What needs to be done
Look below for the line holding "primary key part." and the line holding "Model / Entity". Transcribe exactly those lines and all lines between them, nothing more.

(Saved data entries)

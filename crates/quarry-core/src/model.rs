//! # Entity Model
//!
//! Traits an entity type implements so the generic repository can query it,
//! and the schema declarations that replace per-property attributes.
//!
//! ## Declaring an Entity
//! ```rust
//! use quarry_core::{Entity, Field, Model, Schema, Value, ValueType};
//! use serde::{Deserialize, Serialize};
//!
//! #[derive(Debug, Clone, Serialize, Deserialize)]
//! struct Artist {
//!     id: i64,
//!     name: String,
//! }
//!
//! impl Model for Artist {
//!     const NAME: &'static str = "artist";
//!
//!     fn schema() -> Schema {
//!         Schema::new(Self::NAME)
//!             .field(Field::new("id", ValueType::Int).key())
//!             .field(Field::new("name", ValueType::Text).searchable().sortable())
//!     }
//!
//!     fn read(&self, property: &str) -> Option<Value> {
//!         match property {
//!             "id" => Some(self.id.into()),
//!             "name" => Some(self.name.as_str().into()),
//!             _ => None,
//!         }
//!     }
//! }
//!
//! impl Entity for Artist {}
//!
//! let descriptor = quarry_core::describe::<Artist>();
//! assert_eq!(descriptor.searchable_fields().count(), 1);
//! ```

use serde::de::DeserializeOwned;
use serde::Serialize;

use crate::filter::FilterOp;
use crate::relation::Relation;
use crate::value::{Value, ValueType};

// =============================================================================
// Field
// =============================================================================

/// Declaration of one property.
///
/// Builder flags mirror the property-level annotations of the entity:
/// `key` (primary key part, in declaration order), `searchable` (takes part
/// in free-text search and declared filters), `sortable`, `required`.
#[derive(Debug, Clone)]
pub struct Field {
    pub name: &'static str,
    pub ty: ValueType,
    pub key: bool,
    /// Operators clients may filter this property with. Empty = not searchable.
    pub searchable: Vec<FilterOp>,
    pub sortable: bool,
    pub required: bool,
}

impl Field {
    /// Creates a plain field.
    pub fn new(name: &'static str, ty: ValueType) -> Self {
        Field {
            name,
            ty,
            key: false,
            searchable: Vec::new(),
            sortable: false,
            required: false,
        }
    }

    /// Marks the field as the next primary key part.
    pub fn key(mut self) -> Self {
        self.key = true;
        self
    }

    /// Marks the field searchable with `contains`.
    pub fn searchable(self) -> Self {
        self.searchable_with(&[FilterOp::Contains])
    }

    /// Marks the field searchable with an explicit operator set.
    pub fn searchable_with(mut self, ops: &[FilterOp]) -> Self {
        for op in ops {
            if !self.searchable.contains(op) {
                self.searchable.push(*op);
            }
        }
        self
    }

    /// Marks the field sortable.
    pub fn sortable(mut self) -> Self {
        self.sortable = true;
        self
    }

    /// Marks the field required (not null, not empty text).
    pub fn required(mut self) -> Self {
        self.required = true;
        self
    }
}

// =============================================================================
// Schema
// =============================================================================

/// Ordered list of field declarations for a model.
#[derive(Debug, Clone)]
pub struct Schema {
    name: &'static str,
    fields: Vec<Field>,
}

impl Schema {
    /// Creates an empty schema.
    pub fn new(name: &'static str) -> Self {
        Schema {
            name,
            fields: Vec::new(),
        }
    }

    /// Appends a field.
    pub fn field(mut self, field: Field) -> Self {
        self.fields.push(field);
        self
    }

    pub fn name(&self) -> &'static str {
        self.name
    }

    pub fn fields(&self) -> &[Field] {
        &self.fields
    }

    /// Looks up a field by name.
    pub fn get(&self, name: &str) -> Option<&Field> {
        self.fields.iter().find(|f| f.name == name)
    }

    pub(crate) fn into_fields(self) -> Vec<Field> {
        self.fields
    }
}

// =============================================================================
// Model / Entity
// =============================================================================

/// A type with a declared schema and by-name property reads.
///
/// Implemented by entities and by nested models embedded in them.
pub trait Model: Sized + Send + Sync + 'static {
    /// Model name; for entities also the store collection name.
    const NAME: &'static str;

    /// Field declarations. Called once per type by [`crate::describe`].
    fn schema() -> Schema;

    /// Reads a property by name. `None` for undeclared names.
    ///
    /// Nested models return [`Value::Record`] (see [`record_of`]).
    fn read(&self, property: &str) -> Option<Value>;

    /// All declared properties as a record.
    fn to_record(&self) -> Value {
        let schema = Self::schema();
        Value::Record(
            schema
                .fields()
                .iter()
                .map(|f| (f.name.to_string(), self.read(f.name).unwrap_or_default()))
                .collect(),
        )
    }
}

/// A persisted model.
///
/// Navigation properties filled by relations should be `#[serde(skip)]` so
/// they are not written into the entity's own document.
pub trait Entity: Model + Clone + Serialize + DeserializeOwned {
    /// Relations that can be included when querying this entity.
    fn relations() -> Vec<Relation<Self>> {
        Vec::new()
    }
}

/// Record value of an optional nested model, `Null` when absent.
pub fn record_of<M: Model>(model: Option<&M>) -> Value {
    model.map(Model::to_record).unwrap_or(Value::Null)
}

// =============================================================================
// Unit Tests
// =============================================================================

Expected answer
    /// Marks the field as the next primary key part.
    pub fn key(mut self) -> Self {
        self.key = true;
        self
    }

    /// Marks the field searchable with `contains`.
    pub fn searchable(self) -> Self {
        self.searchable_with(&[FilterOp::Contains])
    }

    /// Marks the field searchable with an explicit operator set.
    pub fn searchable_with(mut self, ops: &[FilterOp]) -> Self {
        for op in ops {
            if !self.searchable.contains(op) {
                self.searchable.push(*op);
            }
        }
        self
    }

    /// Marks the field sortable.
    pub fn sortable(mut self) -> Self {
        self.sortable = true;
        self
    }

    /// Marks the field required (not null, not empty text).
    pub fn required(mut self) -> Self {
        self.required = true;
        self
    }
}

// =============================================================================
// Schema
// =============================================================================

/// Ordered list of field declarations for a model.
#[derive(Debug, Clone)]
pub struct Schema {
    name: &'static str,
    fields: Vec<Field>,
}

impl Schema {
    /// Creates an empty schema.
    pub fn new(name: &'static str) -> Self {
        Schema {
            name,
            fields: Vec::new(),
        }
    }

    /// Appends a field.
    pub fn field(mut self, field: Field) -> Self {
        self.fields.push(field);
        self
    }

    pub fn name(&self) -> &'static str {
        self.name
    }

    pub fn fields(&self) -> &[Field] {
        &self.fields
    }

    /// Looks up a field by name.
    pub fn get(&self, name: &str) -> Option<&Field> {
        self.fields.iter().find(|f| f.name == name)
    }

    pub(crate) fn into_fields(self) -> Vec<Field> {
        self.fields
    }
}

// =============================================================================
// Model / Entity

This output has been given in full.